== Segment start ==
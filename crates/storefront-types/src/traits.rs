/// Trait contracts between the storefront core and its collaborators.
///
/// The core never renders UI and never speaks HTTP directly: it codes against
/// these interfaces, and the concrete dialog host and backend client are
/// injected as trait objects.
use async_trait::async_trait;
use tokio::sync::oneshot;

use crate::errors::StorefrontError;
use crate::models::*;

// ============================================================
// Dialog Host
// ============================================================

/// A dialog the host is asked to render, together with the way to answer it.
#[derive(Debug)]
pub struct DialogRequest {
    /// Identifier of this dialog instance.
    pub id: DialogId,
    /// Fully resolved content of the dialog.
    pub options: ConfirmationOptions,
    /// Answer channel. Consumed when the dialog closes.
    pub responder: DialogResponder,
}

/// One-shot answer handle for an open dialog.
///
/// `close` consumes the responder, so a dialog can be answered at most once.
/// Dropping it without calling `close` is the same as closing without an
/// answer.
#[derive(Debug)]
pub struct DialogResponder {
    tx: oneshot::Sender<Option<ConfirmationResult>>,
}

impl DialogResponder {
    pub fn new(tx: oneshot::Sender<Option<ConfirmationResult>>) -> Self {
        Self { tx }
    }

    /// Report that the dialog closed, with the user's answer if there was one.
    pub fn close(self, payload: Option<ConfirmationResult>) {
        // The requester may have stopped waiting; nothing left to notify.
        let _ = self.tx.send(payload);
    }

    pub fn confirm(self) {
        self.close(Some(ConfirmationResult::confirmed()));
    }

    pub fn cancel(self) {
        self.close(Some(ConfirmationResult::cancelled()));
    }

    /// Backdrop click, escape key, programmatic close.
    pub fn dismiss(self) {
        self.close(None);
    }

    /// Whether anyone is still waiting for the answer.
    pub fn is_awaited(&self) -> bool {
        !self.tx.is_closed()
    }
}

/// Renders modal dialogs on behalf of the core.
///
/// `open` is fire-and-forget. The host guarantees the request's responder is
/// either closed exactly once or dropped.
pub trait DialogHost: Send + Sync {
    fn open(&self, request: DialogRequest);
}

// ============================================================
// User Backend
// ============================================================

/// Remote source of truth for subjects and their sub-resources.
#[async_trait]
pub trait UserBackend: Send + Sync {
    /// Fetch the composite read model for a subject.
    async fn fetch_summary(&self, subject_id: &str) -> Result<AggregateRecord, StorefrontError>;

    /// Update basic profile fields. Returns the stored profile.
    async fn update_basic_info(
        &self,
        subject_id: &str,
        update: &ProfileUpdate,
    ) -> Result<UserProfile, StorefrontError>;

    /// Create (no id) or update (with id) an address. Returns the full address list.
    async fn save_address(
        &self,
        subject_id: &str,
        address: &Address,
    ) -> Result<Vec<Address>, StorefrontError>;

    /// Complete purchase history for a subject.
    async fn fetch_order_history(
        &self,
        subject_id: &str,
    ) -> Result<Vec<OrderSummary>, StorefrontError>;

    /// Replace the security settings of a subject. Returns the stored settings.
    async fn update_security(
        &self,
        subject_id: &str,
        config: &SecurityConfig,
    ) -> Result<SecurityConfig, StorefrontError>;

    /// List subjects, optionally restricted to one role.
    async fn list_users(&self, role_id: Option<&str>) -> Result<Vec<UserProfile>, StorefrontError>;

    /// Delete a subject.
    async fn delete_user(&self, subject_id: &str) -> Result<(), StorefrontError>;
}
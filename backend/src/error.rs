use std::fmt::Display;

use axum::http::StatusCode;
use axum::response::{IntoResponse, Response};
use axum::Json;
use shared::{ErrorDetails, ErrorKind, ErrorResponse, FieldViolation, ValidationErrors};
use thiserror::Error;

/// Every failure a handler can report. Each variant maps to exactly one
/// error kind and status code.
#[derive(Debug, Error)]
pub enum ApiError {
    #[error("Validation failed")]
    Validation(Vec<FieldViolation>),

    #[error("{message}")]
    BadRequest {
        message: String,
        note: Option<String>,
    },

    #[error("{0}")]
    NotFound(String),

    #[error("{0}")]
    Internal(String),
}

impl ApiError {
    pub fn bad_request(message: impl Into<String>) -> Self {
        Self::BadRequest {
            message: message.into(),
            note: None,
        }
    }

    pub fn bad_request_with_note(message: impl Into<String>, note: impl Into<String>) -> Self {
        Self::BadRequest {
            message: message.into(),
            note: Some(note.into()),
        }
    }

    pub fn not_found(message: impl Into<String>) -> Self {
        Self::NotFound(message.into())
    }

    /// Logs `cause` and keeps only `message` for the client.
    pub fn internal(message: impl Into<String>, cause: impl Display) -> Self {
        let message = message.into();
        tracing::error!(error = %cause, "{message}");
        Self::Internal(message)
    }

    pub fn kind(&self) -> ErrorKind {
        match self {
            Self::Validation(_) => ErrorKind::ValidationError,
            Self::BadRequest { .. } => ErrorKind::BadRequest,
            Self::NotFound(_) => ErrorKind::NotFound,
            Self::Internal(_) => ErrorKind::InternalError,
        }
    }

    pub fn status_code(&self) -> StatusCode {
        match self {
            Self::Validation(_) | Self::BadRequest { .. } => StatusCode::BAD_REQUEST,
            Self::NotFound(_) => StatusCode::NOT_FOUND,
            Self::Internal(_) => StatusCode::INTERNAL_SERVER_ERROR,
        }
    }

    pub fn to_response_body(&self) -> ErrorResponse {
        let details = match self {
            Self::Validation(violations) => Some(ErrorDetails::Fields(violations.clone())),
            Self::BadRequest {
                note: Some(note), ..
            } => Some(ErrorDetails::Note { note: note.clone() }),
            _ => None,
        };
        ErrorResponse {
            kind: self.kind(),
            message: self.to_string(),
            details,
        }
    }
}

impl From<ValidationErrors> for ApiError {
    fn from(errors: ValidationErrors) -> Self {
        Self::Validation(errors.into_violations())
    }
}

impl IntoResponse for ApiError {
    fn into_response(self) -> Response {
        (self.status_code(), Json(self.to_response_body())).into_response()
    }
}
== Segment end ==
== Segment start ==
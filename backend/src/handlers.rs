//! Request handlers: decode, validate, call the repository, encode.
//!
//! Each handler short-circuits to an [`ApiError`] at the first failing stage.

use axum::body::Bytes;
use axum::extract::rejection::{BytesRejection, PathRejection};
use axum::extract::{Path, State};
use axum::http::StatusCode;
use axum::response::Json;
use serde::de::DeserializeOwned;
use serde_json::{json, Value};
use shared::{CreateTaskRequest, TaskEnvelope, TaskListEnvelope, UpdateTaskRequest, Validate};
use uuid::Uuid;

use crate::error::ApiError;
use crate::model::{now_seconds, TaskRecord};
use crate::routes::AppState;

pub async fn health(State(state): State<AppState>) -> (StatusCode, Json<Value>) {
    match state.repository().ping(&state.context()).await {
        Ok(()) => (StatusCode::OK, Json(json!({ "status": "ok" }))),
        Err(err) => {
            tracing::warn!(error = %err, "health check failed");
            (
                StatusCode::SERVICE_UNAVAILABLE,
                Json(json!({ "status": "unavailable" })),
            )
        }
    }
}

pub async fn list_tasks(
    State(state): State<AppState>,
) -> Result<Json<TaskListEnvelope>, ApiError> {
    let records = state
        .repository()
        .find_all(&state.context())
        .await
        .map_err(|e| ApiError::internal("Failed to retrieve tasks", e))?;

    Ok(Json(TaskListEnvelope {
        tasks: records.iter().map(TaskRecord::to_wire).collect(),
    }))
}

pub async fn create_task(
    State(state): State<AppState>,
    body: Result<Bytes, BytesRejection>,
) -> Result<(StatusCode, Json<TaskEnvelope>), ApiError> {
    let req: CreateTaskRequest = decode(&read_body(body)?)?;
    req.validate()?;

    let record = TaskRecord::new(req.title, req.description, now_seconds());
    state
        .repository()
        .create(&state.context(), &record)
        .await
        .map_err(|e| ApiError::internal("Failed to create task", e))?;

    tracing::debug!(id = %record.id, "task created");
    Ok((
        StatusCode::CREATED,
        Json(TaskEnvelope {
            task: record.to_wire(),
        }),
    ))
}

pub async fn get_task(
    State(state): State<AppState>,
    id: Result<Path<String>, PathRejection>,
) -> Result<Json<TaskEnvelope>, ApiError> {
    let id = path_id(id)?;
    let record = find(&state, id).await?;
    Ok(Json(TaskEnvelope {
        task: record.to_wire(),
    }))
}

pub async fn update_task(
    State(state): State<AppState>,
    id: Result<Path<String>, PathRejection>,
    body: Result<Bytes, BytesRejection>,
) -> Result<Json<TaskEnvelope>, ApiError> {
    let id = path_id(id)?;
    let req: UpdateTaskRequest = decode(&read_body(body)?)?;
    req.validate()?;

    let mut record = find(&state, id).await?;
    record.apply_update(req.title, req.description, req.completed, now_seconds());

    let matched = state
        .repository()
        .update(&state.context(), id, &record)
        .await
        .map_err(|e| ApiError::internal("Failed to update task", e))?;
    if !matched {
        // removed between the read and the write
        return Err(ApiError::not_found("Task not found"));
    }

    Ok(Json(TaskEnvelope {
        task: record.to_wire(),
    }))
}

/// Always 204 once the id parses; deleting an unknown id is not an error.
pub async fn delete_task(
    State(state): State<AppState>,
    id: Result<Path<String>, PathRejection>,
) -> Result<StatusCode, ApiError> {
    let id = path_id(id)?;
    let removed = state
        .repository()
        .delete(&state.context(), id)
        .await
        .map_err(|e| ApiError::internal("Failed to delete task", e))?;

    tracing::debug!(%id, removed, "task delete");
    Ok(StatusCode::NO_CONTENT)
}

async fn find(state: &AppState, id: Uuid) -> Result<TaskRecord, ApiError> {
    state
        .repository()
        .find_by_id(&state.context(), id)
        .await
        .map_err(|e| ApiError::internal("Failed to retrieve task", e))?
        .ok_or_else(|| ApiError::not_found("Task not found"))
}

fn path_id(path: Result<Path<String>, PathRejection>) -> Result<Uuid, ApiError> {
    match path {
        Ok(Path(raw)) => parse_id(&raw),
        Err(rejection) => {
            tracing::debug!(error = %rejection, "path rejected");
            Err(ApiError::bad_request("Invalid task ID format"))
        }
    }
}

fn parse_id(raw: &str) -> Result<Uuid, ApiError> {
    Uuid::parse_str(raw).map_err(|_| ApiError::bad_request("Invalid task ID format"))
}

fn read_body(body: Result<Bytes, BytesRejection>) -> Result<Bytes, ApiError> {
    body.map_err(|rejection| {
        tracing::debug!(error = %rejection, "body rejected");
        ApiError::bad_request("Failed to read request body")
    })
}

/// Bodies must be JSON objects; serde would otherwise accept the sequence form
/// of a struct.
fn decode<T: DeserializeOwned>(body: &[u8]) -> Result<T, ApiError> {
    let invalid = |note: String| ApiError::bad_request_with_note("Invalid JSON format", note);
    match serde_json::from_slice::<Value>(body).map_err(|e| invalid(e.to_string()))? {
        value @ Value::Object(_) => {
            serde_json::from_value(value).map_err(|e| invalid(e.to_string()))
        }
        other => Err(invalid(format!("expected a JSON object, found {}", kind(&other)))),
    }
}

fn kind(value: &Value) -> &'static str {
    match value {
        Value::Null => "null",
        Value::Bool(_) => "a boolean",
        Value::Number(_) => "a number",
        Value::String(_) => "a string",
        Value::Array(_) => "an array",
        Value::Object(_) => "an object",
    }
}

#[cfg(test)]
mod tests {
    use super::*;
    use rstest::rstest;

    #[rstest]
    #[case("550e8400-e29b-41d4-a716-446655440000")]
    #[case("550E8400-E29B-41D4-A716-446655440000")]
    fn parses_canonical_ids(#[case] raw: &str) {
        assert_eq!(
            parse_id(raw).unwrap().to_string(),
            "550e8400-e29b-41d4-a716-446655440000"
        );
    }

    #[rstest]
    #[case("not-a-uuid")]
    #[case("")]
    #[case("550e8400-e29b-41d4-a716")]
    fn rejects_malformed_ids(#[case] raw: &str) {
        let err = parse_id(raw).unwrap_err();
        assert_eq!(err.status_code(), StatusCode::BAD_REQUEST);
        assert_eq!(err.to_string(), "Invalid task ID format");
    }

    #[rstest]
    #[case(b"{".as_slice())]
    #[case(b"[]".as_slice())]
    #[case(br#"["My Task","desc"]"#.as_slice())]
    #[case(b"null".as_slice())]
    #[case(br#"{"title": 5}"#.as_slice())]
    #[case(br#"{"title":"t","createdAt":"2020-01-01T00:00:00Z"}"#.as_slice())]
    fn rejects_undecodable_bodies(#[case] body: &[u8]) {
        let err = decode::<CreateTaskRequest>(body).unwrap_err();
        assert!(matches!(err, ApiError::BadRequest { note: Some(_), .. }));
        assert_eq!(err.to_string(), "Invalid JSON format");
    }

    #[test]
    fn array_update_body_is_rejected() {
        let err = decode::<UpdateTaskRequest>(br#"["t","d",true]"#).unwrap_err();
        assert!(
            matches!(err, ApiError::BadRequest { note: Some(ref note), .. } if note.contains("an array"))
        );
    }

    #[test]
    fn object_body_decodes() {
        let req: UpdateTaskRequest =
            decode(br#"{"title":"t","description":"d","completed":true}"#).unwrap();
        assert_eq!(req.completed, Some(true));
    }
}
== Segment end ==
== Segment start ==
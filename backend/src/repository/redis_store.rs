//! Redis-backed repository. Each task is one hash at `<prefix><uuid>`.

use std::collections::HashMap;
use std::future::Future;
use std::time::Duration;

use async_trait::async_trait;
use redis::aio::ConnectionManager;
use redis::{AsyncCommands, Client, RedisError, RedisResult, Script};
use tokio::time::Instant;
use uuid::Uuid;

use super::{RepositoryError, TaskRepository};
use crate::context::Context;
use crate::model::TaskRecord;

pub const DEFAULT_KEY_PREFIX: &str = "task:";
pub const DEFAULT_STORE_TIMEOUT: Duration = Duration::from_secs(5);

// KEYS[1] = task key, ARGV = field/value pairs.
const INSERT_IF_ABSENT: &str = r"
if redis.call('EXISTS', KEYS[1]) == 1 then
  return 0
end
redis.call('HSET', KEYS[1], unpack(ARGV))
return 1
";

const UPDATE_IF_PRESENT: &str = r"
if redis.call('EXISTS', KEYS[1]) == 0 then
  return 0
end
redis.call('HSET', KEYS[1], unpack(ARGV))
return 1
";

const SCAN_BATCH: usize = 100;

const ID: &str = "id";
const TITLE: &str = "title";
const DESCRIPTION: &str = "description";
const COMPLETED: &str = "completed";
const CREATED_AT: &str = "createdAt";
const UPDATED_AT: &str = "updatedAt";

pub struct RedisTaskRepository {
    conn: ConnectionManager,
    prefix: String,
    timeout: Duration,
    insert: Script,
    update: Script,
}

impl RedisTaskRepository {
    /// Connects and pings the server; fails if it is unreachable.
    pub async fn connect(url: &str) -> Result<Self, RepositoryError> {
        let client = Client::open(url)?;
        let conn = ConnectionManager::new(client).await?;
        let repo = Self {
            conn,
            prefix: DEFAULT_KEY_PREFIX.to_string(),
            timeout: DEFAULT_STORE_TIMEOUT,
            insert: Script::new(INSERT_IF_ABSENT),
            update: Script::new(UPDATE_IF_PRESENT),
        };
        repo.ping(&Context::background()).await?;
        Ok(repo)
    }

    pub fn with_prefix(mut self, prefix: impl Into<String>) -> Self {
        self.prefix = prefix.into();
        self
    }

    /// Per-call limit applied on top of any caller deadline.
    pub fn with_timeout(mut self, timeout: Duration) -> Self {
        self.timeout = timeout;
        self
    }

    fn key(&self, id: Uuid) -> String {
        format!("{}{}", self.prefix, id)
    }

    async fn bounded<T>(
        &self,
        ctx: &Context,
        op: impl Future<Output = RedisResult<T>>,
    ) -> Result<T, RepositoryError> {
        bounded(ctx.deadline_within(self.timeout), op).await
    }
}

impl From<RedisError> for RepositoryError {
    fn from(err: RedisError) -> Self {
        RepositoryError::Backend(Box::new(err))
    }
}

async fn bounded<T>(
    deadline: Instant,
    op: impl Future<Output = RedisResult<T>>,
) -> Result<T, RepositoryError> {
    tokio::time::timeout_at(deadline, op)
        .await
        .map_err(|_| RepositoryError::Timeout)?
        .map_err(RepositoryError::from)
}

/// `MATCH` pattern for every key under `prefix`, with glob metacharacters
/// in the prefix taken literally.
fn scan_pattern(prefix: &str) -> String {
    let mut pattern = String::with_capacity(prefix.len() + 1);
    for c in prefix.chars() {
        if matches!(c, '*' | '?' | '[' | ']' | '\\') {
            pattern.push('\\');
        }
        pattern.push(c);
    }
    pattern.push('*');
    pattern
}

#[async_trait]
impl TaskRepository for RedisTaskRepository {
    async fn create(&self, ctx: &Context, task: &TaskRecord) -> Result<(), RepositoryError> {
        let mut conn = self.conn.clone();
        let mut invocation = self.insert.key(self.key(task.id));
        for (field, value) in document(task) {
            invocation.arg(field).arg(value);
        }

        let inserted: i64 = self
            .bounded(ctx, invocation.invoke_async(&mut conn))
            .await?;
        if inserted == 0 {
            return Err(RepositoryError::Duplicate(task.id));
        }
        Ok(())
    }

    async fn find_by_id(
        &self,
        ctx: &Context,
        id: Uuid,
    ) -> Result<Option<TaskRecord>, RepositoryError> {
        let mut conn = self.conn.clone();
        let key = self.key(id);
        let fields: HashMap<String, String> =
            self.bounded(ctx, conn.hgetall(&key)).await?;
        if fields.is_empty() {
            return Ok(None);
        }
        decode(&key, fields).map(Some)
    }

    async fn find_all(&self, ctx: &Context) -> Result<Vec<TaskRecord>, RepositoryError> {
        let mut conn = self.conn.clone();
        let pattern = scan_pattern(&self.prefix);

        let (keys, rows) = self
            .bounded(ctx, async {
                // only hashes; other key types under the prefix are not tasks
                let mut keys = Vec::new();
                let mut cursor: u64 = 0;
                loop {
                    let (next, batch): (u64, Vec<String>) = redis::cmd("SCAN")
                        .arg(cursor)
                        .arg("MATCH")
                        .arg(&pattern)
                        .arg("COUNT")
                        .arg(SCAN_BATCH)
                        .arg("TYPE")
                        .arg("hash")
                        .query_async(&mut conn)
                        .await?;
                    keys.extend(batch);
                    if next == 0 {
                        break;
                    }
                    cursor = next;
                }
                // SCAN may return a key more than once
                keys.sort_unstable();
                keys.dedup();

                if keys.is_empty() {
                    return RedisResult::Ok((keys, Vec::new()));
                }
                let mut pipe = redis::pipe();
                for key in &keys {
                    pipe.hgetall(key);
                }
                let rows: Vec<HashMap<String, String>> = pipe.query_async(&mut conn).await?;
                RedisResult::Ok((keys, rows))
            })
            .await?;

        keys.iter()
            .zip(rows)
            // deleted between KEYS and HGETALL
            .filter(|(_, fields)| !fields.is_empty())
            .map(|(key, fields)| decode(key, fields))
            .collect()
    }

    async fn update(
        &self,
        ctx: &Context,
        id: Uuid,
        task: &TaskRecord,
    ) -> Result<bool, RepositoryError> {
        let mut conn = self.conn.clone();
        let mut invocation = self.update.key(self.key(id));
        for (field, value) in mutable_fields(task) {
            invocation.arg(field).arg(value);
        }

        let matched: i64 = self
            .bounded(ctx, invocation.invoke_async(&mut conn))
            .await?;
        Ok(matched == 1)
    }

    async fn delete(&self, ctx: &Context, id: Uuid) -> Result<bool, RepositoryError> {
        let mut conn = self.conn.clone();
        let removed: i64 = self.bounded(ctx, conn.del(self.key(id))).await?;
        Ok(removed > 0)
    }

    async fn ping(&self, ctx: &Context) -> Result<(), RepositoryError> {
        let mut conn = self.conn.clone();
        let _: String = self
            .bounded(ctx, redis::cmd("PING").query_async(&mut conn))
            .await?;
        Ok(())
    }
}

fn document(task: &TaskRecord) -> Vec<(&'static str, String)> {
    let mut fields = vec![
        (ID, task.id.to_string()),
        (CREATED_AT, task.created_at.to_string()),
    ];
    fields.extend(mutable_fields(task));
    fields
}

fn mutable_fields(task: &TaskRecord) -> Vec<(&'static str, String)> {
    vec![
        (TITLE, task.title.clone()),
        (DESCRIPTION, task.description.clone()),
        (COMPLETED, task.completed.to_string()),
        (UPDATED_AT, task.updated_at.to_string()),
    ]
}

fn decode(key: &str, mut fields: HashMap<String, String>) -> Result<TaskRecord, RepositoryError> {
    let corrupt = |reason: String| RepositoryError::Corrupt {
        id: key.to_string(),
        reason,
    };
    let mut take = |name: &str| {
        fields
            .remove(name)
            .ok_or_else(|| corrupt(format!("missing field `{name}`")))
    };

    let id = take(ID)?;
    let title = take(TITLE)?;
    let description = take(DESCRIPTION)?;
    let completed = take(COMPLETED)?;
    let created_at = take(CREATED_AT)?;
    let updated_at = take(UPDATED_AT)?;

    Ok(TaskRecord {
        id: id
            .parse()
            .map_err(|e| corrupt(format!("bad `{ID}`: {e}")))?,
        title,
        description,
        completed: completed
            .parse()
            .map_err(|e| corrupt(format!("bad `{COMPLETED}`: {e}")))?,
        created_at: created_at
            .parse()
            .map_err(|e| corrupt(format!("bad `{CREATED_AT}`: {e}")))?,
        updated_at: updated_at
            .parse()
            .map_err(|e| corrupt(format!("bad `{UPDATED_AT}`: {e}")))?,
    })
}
== Segment end ==
Look through the records and copy every line that has the word "ErrorResponse".

**SOLUTION**:
use shared::{ErrorDetails, ErrorKind, ErrorResponse, FieldViolation, ValidationErrors};
    pub fn to_response_body(&self) -> ErrorResponse {
        ErrorResponse {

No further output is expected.